Segment Open

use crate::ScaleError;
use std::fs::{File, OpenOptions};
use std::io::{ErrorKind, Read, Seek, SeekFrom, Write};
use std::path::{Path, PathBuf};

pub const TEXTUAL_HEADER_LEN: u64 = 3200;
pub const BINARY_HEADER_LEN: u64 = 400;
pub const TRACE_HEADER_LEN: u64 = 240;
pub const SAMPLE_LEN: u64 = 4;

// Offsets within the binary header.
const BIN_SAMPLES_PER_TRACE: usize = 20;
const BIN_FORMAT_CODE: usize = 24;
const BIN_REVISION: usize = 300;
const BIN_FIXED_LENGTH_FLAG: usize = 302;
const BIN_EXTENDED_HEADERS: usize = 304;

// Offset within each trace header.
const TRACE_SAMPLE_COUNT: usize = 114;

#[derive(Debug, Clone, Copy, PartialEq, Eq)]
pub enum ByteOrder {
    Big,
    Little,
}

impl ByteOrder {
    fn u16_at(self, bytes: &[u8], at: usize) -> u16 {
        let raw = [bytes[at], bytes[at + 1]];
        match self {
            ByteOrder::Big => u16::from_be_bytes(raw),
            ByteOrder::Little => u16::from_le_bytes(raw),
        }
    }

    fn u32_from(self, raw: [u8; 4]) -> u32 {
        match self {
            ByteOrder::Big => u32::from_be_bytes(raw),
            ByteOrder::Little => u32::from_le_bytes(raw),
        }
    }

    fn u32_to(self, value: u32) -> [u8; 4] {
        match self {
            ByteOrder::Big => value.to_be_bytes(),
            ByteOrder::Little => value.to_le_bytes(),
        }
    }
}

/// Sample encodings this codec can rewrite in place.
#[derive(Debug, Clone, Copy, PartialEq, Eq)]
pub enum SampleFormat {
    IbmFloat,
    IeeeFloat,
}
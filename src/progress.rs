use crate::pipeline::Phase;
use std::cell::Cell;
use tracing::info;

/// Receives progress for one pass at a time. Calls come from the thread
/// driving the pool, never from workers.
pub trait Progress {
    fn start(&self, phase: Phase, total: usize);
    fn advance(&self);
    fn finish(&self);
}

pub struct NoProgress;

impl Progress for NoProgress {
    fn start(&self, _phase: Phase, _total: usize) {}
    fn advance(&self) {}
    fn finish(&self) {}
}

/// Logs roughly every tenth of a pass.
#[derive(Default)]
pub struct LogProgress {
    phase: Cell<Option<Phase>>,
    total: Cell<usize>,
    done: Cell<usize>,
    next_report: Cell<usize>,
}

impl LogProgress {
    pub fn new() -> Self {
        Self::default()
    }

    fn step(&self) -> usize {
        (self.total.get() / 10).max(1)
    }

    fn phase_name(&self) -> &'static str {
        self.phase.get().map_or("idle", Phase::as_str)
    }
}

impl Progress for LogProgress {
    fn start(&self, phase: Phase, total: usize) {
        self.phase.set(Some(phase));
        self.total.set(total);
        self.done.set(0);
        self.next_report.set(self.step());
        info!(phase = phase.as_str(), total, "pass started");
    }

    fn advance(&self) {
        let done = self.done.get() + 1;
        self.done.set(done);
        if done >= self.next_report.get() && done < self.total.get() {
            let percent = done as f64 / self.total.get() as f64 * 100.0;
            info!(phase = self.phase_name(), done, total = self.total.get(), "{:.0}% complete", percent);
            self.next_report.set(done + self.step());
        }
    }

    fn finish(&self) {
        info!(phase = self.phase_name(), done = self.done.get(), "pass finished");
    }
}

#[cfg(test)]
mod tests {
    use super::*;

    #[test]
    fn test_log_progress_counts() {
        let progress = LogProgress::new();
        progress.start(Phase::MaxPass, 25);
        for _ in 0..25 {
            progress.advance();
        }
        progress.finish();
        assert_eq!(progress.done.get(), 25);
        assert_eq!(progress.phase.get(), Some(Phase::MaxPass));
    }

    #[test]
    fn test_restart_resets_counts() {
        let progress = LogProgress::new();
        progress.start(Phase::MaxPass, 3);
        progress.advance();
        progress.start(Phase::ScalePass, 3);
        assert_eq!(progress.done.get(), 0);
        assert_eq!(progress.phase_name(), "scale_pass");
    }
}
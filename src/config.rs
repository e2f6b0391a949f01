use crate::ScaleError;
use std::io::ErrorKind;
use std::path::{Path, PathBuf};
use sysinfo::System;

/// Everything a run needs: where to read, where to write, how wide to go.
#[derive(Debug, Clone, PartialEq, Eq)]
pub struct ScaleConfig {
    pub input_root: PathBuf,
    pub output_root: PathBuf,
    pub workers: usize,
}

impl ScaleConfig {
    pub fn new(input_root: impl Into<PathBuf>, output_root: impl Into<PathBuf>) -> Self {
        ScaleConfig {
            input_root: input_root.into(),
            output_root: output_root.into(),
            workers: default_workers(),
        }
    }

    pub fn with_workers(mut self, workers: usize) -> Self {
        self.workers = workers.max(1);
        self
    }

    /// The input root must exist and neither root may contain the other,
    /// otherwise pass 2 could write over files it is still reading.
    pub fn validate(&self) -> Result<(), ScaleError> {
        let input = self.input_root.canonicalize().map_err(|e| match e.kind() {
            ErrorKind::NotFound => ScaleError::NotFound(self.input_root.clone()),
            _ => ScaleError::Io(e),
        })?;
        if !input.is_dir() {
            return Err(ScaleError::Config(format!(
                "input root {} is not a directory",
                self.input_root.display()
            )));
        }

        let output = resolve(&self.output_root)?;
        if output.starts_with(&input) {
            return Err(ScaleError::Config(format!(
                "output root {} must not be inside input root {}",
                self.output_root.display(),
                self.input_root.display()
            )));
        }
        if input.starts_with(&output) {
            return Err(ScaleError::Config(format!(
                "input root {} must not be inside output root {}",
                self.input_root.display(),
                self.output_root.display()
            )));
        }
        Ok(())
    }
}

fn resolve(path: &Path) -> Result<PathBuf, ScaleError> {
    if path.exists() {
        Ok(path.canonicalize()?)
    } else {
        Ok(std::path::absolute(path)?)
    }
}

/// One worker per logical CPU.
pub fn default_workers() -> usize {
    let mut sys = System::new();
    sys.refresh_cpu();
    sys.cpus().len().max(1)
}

Segment Closed

Output the data exactly, so that every line matches the original.

**Output of the exercise**
use crate::ScaleError;
use std::fs::{File, OpenOptions};
use std::io::{ErrorKind, Read, Seek, SeekFrom, Write};
use std::path::{Path, PathBuf};

pub const TEXTUAL_HEADER_LEN: u64 = 3200;
pub const BINARY_HEADER_LEN: u64 = 400;
pub const TRACE_HEADER_LEN: u64 = 240;
pub const SAMPLE_LEN: u64 = 4;

// Offsets within the binary header.
const BIN_SAMPLES_PER_TRACE: usize = 20;
const BIN_FORMAT_CODE: usize = 24;
const BIN_REVISION: usize = 300;
const BIN_FIXED_LENGTH_FLAG: usize = 302;
const BIN_EXTENDED_HEADERS: usize = 304;

// Offset within each trace header.
const TRACE_SAMPLE_COUNT: usize = 114;

#[derive(Debug, Clone, Copy, PartialEq, Eq)]
pub enum ByteOrder {
    Big,
    Little,
}

impl ByteOrder {
    fn u16_at(self, bytes: &[u8], at: usize) -> u16 {
        let raw = [bytes[at], bytes[at + 1]];
        match self {
            ByteOrder::Big => u16::from_be_bytes(raw),
            ByteOrder::Little => u16::from_le_bytes(raw),
        }
    }

    fn u32_from(self, raw: [u8; 4]) -> u32 {
        match self {
            ByteOrder::Big => u32::from_be_bytes(raw),
            ByteOrder::Little => u32::from_le_bytes(raw),
        }
    }

    fn u32_to(self, value: u32) -> [u8; 4] {
        match self {
            ByteOrder::Big => value.to_be_bytes(),
            ByteOrder::Little => value.to_le_bytes(),
        }
    }
}

/// Sample encodings this codec can rewrite in place.
#[derive(Debug, Clone, Copy, PartialEq, Eq)]
pub enum SampleFormat {
    IbmFloat,
    IeeeFloat,
}
filename src/progress.rs
use crate::pipeline::Phase;
use std::cell::Cell;
use tracing::info;

/// Receives progress for one pass at a time. Calls come from the thread
/// driving the pool, never from workers.
pub trait Progress {
    fn start(&self, phase: Phase, total: usize);
    fn advance(&self);
    fn finish(&self);
}

pub struct NoProgress;

impl Progress for NoProgress {
    fn start(&self, _phase: Phase, _total: usize) {}
    fn advance(&self) {}
    fn finish(&self) {}
}

/// Logs roughly every tenth of a pass.
#[derive(Default)]
pub struct LogProgress {
    phase: Cell<Option<Phase>>,
    total: Cell<usize>,
    done: Cell<usize>,
    next_report: Cell<usize>,
}

impl LogProgress {
    pub fn new() -> Self {
        Self::default()
    }

    fn step(&self) -> usize {
        (self.total.get() / 10).max(1)
    }

    fn phase_name(&self) -> &'static str {
        self.phase.get().map_or("idle", Phase::as_str)
    }
}

impl Progress for LogProgress {
    fn start(&self, phase: Phase, total: usize) {
        self.phase.set(Some(phase));
        self.total.set(total);
        self.done.set(0);
        self.next_report.set(self.step());
        info!(phase = phase.as_str(), total, "pass started");
    }

    fn advance(&self) {
        let done = self.done.get() + 1;
        self.done.set(done);
        if done >= self.next_report.get() && done < self.total.get() {
            let percent = done as f64 / self.total.get() as f64 * 100.0;
            info!(phase = self.phase_name(), done, total = self.total.get(), "{:.0}% complete", percent);
            self.next_report.set(done + self.step());
        }
    }

    fn finish(&self) {
        info!(phase = self.phase_name(), done = self.done.get(), "pass finished");
    }
}

#[cfg(test)]
mod tests {
    use super::*;

    #[test]
    fn test_log_progress_counts() {
        let progress = LogProgress::new();
        progress.start(Phase::MaxPass, 25);
        for _ in 0..25 {
            progress.advance();
        }
        progress.finish();
        assert_eq!(progress.done.get(), 25);
        assert_eq!(progress.phase.get(), Some(Phase::MaxPass));
    }

    #[test]
    fn test_restart_resets_counts() {
        let progress = LogProgress::new();
        progress.start(Phase::MaxPass, 3);
        progress.advance();
        progress.start(Phase::ScalePass, 3);
        assert_eq!(progress.done.get(), 0);
        assert_eq!(progress.phase_name(), "scale_pass");
    }
}
filename src/config.rs
repository e2f6b0391a949f01
use crate::ScaleError;
use std::io::ErrorKind;
use std::path::{Path, PathBuf};
use sysinfo::System;

/// Everything a run needs: where to read, where to write, how wide to go.
#[derive(Debug, Clone, PartialEq, Eq)]
pub struct ScaleConfig {
    pub input_root: PathBuf,
    pub output_root: PathBuf,
    pub workers: usize,
}

impl ScaleConfig {
    pub fn new(input_root: impl Into<PathBuf>, output_root: impl Into<PathBuf>) -> Self {
        ScaleConfig {
            input_root: input_root.into(),
            output_root: output_root.into(),
            workers: default_workers(),
        }
    }

    pub fn with_workers(mut self, workers: usize) -> Self {
        self.workers = workers.max(1);
        self
    }

    /// The input root must exist and neither root may contain the other,
    /// otherwise pass 2 could write over files it is still reading.
    pub fn validate(&self) -> Result<(), ScaleError> {
        let input = self.input_root.canonicalize().map_err(|e| match e.kind() {
            ErrorKind::NotFound => ScaleError::NotFound(self.input_root.clone()),
            _ => ScaleError::Io(e),
        })?;
        if !input.is_dir() {
            return Err(ScaleError::Config(format!(
                "input root {} is not a directory",
                self.input_root.display()
            )));
        }

        let output = resolve(&self.output_root)?;
        if output.starts_with(&input) {
            return Err(ScaleError::Config(format!(
                "output root {} must not be inside input root {}",
                self.output_root.display(),
                self.input_root.display()
            )));
        }
        if input.starts_with(&output) {
            return Err(ScaleError::Config(format!(
                "input root {} must not be inside output root {}",
                self.input_root.display(),
                self.output_root.display()
            )));
        }
        Ok(())
    }
}

fn resolve(path: &Path) -> Result<PathBuf, ScaleError> {
    if path.exists() {
        Ok(path.canonicalize()?)
    } else {
        Ok(std::path::absolute(path)?)
    }
}

/// One worker per logical CPU.
pub fn default_workers() -> usize {
    let mut sys = System::new();
    sys.refresh_cpu();
    sys.cpus().len().max(1)
}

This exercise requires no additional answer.